Cranmer, Book of Common Prayer, 1552

ALMIGHTYE God, oure heavenly father, who of his great mercy hathe promised forgevenes of sinnes, to al them, whiche with hartye repentaunce and true faithe turne to hym: have mercye upon you, pardon and deliver you from all your sinnes, confirme and strengthen you in all goodnes, and bring you to everlastyng lyfe; through Jesus Christ our Lorde. Amen.

United Methodist Church, Book of Worship, 1989

In the name of Jesus Christ, you are forgiven.

Here we pause for an aside to the more scholarly reader who may take exception. We note that Cranmer’s version was not a unique invention but a translation and adaptation of a more ancient work, and the same can be said of the current UMC version. The point is not which is the more appropriate liturgy for Holy Communion. (Though I would hope to have that discussion and have made some preliminary comments here and here in addressing a preference for ad orientem worship.) The point is that there is a uniquely Christian vocabulary available to Cranmer which is missing in modern preaching, liturgy, and writing. Indeed, some of the concepts easily communicated in this one sentence of the Cranmer liturgy present a plethora of perplexities to the modern speaker who feels constrained to use the language of modernity–a language that does not posses the vocabulary to express the basic tenets of the Christian faith.

The shorter sentence is an easier read but it is less clear. Its brevity leaves a void which the hearers must fill with whatever significance their imagination provides. For this reason many leave the Communion table with the same rhetorical question we have after conversing with some bishops, “What was the point in that?”

Again, for those who are well informed on these things and would argue, “But this is taken directly from the earliest rite of the church,” I respond that it is not. Even if it were, that would be no excuse to avoid clarity in our conversation. It is a mis-adaptation of that rite. First, the modern translation is at variance with the original in several places. Second, and most importantly, the original was designed for a people who had experienced three years of catechism before they were even allowed in the room where the Eucharist was celebrated. It was not deemed appropriate for people walking in off the street and would be inconceivable for use by a church that does not even posses a rudimentary catechism. The original to which you refer was for a community that, though they may be judged illiterate by worldly standards, were thoroughly immersed in the language of the people of God. If the words disappear from this part of the liturgy then they must reappear somewhere else in our conversation if we are to be honorable stewards of the faith entrusted to us.

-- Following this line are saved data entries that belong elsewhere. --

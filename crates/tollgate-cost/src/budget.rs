// SPDX-FileCopyrightText: 2026 Tollgate Contributors
// SPDX-License-Identifier: MIT OR Apache-2.0

//! Per-tenant daily budget enforcement.
//!
//! Counters are keyed by tenant and UTC day, so a new day starts from zero
//! without an explicit reset. The tracker emits a `tracing::warn` once a
//! tenant crosses 80% of a limit in hard mode, and reports `HardExceeded`
//! at or above a limit so the router can force the local fallback.

use std::collections::BTreeMap;
use std::sync::Arc;

use chrono::{NaiveDate, Utc};
use serde::Serialize;
use tollgate_config::model::{BudgetConfig, TenantBudgetConfig};
use tollgate_core::{
    BudgetCounters, BudgetState, BudgetStatus, BudgetStore, EnforcementMode, ResetScope,
    TenantId, TollgateError,
};
use tracing::{info, warn};

/// Fraction of a limit at which hard mode starts warning.
pub const SOFT_LIMIT_RATIO: f64 = 0.8;

/// Source of the current UTC day. Injected so tests can cross midnight.
pub trait Clock: Send + Sync {
    fn today(&self) -> NaiveDate;
}

/// Wall-clock UTC day.
#[derive(Debug, Default, Clone, Copy)]
pub struct SystemClock;

impl Clock for SystemClock {
    fn today(&self) -> NaiveDate {
        Utc::now().date_naive()
    }
}

/// Effective limits for one tenant after applying overrides.
#[derive(Debug, Clone, Copy, PartialEq, Serialize)]
pub struct BudgetLimits {
    pub max_tokens_per_day: Option<u64>,
    pub max_usd_per_day: Option<f64>,
    pub enforcement: EnforcementMode,
}

/// Tenant-wide defaults plus overrides, reported by the admin surface.
#[derive(Debug, Clone, Serialize)]
pub struct BudgetSettings {
    pub defaults: BudgetLimits,
    pub tenants: BTreeMap<String, BudgetLimits>,
}

/// Daily budget tracker over a swappable counter store.
pub struct BudgetTracker {
    store: Arc<dyn BudgetStore>,
    defaults: BudgetLimits,
    overrides: BTreeMap<String, TenantBudgetConfig>,
    clock: Arc<dyn Clock>,
}

impl BudgetTracker {
    pub fn new(config: &BudgetConfig, store: Arc<dyn BudgetStore>) -> Self {
        Self::with_clock(config, store, Arc::new(SystemClock))
    }

    pub fn with_clock(
        config: &BudgetConfig,
        store: Arc<dyn BudgetStore>,
        clock: Arc<dyn Clock>,
    ) -> Self {
        Self {
            store,
            defaults: BudgetLimits {
                max_tokens_per_day: config.max_tokens_per_day,
                max_usd_per_day: config.max_usd_per_day,
                enforcement: config.enforcement,
            },
            overrides: config.tenants.clone(),
            clock,
        }
    }

    /// Limits that apply to `tenant`.
    pub fn limits(&self, tenant: &TenantId) -> BudgetLimits {
        match self.overrides.get(tenant.as_str()) {
            Some(o) => BudgetLimits {
                max_tokens_per_day: o.max_tokens_per_day.or(self.defaults.max_tokens_per_day),
                max_usd_per_day: o.max_usd_per_day.or(self.defaults.max_usd_per_day),
                enforcement: o.enforcement.unwrap_or(self.defaults.enforcement),
            },
            None => self.defaults,
        }
    }

    /// Defaults and every configured override.
    pub fn settings(&self) -> BudgetSettings {
        BudgetSettings {
            defaults: self.defaults,
            tenants: self
                .overrides
                .keys()
                .map(|name| (name.clone(), self.limits(&TenantId(name.clone()))))
                .collect(),
        }
    }

    /// Whether `tenant` may use remote providers today.
    pub async fn check(&self, tenant: &TenantId) -> Result<BudgetStatus, TollgateError> {
        let counters = self.store.get(tenant, self.clock.today()).await?;
        let limits = self.limits(tenant);
        let status = evaluate(&counters, &limits);
        match status {
            BudgetStatus::HardExceeded => {
                warn!(tenant = %tenant, tokens_used = counters.tokens_used,
                    usd_used = counters.usd_used, "daily budget exhausted");
            }
            BudgetStatus::SoftExceeded => {
                warn!(tenant = %tenant, tokens_used = counters.tokens_used,
                    usd_used = counters.usd_used, enforcement = %limits.enforcement,
                    "daily budget limit reached or approaching");
            }
            BudgetStatus::Ok => {}
        }
        Ok(status)
    }

    /// Add consumed usage to today's counters and return the new state.
    pub async fn commit(
        &self,
        tenant: &TenantId,
        tokens: u64,
        usd: f64,
    ) -> Result<BudgetState, TollgateError> {
        let day = self.clock.today();
        let usd = if usd.is_finite() { usd.max(0.0) } else { 0.0 };
        let counters = self.store.increment(tenant, day, tokens, usd).await?;
        Ok(self.to_state(tenant, day, counters))
    }

    /// Clear counters for one tenant or all tenants. Idempotent.
    pub async fn reset(&self, scope: &ResetScope) -> Result<(), TollgateError> {
        self.store.reset(scope).await?;
        match scope {
            ResetScope::Tenant(tenant) => info!(tenant = %tenant, "budget counters reset"),
            ResetScope::All => info!("budget counters reset for all tenants"),
        }
        Ok(())
    }

    /// Today's counters and limits for `tenant`.
    pub async fn state(&self, tenant: &TenantId) -> Result<BudgetState, TollgateError> {
        let day = self.clock.today();
        let counters = self.store.get(tenant, day).await?;
        Ok(self.to_state(tenant, day, counters))
    }

    fn to_state(&self, tenant: &TenantId, day: NaiveDate, counters: BudgetCounters) -> BudgetState {
        let limits = self.limits(tenant);
        BudgetState {
            tenant: tenant.clone(),
            day,
            tokens_used: counters.tokens_used,
            usd_used: counters.usd_used,
            limit_tokens: limits.max_tokens_per_day,
            limit_usd: limits.max_usd_per_day,
            enforcement_mode: limits.enforcement,
        }
    }
}

/// Map counters against limits to a status.
fn evaluate(counters: &BudgetCounters, limits: &BudgetLimits) -> BudgetStatus {
    let token_ratio = limits
        .max_tokens_per_day
        .map(|limit| ratio(counters.tokens_used as f64, limit as f64));
    let usd_ratio = limits
        .max_usd_per_day
        .map(|limit| ratio(counters.usd_used, limit));
    let worst = token_ratio.into_iter().chain(usd_ratio).fold(0.0, f64::max);

    match limits.enforcement {
        EnforcementMode::Hard if worst >= 1.0 => BudgetStatus::HardExceeded,
        EnforcementMode::Hard if worst >= SOFT_LIMIT_RATIO => BudgetStatus::SoftExceeded,
        EnforcementMode::Warn if worst >= 1.0 => BudgetStatus::SoftExceeded,
        _ => BudgetStatus::Ok,
    }
}

/// A zero limit is exhausted immediately.
fn ratio(used: f64, limit: f64) -> f64 {
    if limit <= 0.0 {
        f64::INFINITY
    } else {
        used / limit
    }
}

Beginning in the 1960s and culminating in the 1990s (the time of the above mentioned liturgical change) there was a movement to “clean up” the language of church. A lot of words disappeared. One older pastor notes that the word “surrender” is less prevalent than it once was and that if it had been removed then it must have been replaced with something else. He believes that “surrender” has been replaced by “commitment.” Now, commitment is a good word that belongs in the Christian vocabulary, but it is not a substitute for surrender. The one focuses on the individual and relies on one’s strength to maintain it. The other focuses on an encounter with the Holy and relies on Christ’s faithfulness to maintain us. Words matter.

We do not need to return to Elizabethan English. We do need to reach into the treasury of biblical language and the richness of the vocabulary of the ecclesial community. If that means reaching back a few hundred years to find the right words, then so be it. However, the right words can most often be found by staying in the text of the Bible–without either softening the essence of the words to satisfy secular sensitivities or overexplaining them for the uninitiated until we have forced a meaning on them which the Holy Spirit never intended. If we attempt to convey the Apostolic faith while wearing the bit and bridle of modernity then we will be steered off course into the direction of the world. Where is the world going? Quite plainly, it is going to hell.